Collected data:
= Beginning of Section =

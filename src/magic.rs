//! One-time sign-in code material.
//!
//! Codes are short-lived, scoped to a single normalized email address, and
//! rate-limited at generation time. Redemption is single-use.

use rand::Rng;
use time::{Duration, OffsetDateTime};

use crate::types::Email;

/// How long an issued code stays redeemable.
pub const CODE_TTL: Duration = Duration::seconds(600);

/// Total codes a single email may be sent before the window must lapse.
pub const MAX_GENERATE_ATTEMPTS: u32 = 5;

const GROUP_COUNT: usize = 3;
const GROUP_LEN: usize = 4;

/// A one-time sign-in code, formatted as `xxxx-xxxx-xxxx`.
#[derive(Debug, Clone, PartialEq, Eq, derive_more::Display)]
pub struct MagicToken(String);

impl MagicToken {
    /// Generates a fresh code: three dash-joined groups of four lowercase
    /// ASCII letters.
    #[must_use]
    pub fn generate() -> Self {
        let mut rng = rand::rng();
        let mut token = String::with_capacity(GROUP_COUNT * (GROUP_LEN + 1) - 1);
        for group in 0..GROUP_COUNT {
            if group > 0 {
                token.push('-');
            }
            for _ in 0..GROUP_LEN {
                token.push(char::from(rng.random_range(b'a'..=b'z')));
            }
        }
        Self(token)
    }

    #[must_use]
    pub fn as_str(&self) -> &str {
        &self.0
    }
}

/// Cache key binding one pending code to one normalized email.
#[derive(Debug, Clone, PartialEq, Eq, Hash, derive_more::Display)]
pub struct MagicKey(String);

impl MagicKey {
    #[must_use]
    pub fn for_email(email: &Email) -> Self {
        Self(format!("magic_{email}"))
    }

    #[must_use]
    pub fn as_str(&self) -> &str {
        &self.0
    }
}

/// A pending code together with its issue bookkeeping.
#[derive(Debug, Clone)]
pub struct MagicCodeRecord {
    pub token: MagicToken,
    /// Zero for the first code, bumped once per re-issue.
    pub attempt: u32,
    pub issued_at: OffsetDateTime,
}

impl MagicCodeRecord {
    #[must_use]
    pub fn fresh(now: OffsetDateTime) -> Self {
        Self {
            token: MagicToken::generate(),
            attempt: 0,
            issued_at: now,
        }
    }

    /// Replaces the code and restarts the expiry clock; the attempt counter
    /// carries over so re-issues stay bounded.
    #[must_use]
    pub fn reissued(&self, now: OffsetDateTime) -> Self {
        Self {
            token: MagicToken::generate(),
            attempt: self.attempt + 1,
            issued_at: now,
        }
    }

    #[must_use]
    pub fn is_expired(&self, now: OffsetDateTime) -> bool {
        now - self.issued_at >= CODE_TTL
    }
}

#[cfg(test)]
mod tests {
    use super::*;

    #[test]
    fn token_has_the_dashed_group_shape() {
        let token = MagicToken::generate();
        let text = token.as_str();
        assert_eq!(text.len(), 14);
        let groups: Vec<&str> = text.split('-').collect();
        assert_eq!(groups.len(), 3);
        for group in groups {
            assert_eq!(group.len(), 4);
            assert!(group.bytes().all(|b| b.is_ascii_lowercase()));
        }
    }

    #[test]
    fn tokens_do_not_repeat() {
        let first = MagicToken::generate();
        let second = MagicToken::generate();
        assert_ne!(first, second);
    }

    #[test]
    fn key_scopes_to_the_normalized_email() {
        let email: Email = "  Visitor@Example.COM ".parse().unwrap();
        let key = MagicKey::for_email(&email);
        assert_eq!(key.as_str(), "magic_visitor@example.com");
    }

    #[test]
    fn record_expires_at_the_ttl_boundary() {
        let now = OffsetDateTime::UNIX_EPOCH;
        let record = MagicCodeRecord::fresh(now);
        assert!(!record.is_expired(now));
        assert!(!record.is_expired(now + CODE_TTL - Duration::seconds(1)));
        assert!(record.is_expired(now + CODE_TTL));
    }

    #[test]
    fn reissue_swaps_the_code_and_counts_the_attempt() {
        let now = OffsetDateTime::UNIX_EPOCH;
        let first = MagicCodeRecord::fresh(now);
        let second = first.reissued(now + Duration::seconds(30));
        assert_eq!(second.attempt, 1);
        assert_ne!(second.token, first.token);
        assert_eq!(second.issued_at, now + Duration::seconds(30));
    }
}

= End of Section =
= Beginning of Section =

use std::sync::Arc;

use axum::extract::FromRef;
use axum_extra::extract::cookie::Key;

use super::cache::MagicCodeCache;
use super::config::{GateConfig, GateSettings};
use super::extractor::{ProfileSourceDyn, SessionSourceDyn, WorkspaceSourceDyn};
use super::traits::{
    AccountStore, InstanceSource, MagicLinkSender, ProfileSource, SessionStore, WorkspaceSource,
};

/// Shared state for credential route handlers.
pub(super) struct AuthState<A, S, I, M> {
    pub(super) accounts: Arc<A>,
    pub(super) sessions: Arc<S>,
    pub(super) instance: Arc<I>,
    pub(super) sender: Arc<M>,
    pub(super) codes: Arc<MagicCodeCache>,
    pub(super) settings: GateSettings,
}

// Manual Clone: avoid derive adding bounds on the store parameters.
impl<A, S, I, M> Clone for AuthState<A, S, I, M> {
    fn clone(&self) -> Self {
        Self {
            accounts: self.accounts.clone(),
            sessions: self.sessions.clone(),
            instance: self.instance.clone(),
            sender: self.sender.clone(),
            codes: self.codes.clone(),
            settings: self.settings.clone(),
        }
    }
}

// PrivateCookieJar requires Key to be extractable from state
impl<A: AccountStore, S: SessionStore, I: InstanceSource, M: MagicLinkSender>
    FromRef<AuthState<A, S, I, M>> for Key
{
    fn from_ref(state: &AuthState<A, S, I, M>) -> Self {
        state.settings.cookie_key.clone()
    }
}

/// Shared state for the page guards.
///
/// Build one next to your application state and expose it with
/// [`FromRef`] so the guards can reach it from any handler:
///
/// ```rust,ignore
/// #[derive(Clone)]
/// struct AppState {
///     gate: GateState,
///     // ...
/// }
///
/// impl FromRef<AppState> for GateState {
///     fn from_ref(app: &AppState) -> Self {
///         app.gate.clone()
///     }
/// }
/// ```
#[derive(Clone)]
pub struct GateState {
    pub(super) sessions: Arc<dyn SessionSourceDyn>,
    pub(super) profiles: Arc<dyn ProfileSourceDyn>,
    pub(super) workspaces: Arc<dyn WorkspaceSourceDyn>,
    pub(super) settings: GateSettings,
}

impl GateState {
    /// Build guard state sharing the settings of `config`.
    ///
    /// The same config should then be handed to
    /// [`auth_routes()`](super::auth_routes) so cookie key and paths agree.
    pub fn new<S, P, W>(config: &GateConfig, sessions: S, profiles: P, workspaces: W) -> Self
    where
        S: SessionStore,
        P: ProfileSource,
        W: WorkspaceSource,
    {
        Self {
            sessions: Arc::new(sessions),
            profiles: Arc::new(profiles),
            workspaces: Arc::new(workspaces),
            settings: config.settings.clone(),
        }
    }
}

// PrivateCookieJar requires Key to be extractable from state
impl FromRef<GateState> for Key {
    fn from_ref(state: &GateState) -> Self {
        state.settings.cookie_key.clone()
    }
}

= End of Section =
= Beginning of Section =

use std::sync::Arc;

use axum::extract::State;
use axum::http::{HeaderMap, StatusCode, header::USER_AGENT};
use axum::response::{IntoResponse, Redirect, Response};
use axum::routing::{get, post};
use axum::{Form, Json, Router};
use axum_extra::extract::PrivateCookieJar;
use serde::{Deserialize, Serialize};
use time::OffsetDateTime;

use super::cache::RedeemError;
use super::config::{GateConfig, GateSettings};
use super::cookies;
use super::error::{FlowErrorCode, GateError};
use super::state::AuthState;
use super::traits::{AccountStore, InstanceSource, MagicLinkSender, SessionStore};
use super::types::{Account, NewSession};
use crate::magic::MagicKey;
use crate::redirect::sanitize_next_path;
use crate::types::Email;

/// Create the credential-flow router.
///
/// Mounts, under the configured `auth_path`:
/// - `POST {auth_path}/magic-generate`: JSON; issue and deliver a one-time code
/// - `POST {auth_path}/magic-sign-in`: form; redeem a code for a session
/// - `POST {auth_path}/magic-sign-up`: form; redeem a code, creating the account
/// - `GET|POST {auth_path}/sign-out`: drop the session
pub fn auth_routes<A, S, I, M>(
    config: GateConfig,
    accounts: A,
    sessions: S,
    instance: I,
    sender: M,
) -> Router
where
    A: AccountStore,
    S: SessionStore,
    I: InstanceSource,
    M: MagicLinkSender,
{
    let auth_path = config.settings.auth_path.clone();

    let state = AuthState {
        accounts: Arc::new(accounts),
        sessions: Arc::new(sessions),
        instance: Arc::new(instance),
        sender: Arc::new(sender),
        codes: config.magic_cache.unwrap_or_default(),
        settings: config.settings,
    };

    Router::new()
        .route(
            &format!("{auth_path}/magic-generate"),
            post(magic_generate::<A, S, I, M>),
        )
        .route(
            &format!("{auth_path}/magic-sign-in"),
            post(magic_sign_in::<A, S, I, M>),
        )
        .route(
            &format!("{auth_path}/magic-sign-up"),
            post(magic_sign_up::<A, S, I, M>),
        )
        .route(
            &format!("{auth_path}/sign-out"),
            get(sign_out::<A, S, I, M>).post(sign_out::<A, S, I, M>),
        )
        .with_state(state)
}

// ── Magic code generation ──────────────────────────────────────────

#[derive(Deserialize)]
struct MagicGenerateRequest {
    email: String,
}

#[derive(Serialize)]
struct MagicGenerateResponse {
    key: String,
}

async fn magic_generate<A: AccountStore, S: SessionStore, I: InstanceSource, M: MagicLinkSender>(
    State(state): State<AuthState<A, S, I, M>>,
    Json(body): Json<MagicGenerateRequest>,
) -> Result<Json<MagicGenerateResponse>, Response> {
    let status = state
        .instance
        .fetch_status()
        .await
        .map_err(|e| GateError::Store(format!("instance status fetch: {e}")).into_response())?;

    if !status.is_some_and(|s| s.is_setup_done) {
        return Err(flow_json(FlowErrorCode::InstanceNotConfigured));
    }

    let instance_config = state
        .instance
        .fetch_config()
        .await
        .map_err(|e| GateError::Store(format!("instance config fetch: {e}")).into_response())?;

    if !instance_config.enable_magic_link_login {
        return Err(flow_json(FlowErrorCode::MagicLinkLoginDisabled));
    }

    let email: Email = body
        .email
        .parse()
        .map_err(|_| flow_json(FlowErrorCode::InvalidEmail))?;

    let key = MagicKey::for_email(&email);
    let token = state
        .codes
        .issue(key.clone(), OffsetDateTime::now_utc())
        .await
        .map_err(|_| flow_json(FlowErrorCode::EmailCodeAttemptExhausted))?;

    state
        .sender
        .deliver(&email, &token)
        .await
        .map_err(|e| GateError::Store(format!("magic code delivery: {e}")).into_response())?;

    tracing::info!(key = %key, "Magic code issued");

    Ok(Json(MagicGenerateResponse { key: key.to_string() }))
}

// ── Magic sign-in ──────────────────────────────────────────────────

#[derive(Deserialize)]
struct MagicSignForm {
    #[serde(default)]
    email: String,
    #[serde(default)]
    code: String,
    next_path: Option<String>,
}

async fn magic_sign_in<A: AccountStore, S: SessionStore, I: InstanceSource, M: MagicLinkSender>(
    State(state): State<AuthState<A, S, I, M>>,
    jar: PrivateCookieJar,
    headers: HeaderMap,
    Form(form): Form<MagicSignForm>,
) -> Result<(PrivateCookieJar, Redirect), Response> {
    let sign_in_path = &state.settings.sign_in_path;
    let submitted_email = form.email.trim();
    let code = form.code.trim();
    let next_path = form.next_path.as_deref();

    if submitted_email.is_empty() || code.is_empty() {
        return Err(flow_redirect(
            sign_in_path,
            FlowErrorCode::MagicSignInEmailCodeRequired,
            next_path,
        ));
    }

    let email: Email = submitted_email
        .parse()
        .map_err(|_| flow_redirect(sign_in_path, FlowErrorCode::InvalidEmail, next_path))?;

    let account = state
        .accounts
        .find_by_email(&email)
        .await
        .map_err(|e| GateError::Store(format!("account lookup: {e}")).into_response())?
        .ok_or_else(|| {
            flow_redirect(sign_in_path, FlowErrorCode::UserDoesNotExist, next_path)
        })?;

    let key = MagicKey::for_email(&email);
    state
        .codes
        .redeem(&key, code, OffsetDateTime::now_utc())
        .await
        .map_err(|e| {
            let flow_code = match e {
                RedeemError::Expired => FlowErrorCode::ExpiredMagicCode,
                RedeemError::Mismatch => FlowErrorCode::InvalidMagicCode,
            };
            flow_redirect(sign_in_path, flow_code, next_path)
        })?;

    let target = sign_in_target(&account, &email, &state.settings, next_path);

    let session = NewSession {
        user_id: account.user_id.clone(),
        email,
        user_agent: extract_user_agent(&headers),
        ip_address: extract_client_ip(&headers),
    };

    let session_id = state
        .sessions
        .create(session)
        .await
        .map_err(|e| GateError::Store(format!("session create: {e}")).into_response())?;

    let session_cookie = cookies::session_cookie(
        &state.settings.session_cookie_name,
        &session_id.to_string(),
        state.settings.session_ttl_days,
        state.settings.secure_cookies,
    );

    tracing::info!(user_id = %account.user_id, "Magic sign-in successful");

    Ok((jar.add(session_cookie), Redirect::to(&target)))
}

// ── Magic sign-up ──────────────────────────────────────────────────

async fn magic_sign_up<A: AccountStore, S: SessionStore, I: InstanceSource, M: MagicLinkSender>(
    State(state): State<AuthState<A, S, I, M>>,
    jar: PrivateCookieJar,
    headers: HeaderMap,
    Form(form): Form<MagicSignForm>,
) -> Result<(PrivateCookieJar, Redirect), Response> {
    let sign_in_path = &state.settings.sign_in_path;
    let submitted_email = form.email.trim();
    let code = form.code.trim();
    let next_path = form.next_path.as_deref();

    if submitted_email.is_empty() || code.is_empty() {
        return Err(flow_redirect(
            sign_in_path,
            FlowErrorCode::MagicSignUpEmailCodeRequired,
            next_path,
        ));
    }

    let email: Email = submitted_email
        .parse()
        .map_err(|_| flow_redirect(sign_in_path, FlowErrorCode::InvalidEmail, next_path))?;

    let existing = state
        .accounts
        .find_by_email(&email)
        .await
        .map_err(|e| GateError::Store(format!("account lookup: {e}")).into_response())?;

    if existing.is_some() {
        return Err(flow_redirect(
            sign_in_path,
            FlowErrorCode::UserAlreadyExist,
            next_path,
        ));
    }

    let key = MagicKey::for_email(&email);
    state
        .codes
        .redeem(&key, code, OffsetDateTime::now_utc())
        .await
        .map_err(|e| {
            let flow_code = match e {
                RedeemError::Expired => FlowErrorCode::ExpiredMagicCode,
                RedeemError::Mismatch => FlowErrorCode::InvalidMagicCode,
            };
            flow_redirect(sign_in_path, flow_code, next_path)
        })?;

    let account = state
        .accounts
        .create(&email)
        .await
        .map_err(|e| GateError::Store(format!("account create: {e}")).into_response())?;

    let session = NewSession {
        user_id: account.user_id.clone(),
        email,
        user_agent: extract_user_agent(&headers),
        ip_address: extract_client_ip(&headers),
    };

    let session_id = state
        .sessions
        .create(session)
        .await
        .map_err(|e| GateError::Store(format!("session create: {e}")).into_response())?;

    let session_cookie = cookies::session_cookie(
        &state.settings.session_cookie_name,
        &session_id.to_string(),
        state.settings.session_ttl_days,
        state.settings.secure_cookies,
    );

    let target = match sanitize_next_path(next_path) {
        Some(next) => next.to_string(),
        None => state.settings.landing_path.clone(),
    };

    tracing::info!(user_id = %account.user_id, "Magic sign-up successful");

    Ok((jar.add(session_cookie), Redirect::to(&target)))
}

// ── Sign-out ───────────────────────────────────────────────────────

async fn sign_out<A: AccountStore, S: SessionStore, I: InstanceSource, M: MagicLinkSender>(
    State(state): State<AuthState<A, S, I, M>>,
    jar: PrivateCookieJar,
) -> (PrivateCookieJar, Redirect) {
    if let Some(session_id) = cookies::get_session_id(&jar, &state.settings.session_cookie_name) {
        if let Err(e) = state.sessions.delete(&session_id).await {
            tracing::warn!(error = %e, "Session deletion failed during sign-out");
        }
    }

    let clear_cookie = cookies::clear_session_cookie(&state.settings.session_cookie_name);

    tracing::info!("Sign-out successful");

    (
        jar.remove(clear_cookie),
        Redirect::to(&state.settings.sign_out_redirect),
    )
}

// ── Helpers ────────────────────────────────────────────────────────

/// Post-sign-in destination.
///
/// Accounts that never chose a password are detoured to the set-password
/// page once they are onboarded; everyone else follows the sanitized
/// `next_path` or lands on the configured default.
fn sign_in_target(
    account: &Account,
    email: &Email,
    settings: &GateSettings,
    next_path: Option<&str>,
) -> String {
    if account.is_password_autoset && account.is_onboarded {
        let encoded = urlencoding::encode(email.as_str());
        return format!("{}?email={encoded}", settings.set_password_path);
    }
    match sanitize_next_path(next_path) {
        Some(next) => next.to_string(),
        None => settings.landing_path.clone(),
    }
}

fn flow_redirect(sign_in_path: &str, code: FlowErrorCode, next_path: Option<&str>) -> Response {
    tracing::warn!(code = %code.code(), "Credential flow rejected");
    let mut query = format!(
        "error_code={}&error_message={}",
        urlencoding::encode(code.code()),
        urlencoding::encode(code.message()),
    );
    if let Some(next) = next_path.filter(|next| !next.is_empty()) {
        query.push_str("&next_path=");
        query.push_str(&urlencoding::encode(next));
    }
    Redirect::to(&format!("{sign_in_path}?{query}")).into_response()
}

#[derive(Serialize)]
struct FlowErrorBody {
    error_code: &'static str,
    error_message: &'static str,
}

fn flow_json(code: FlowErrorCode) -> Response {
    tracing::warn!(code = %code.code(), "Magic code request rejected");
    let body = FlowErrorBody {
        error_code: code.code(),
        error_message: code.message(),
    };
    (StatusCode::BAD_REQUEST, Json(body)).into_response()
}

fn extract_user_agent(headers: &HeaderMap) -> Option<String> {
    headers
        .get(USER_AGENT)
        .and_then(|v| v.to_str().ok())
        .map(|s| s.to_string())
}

= End of Section =

TO DO> Write down, word for word, the lines above from the one containing "credential route handlers." through the one containing "pub(super) profiles: Arc<dyn", both ends included.

RESULT OF THIS EXERCISE>
/// Shared state for credential route handlers.
pub(super) struct AuthState<A, S, I, M> {
    pub(super) accounts: Arc<A>,
    pub(super) sessions: Arc<S>,
    pub(super) instance: Arc<I>,
    pub(super) sender: Arc<M>,
    pub(super) codes: Arc<MagicCodeCache>,
    pub(super) settings: GateSettings,
}

// Manual Clone: avoid derive adding bounds on the store parameters.
impl<A, S, I, M> Clone for AuthState<A, S, I, M> {
    fn clone(&self) -> Self {
        Self {
            accounts: self.accounts.clone(),
            sessions: self.sessions.clone(),
            instance: self.instance.clone(),
            sender: self.sender.clone(),
            codes: self.codes.clone(),
            settings: self.settings.clone(),
        }
    }
}

// PrivateCookieJar requires Key to be extractable from state
impl<A: AccountStore, S: SessionStore, I: InstanceSource, M: MagicLinkSender>
    FromRef<AuthState<A, S, I, M>> for Key
{
    fn from_ref(state: &AuthState<A, S, I, M>) -> Self {
        state.settings.cookie_key.clone()
    }
}

/// Shared state for the page guards.
///
/// Build one next to your application state and expose it with
/// [`FromRef`] so the guards can reach it from any handler:
///
/// ```rust,ignore
/// #[derive(Clone)]
/// struct AppState {
///     gate: GateState,
///     // ...
/// }
///
/// impl FromRef<AppState> for GateState {
///     fn from_ref(app: &AppState) -> Self {
///         app.gate.clone()
///     }
/// }
/// ```
#[derive(Clone)]
pub struct GateState {
    pub(super) sessions: Arc<dyn SessionSourceDyn>,
    pub(super) profiles: Arc<dyn ProfileSourceDyn>,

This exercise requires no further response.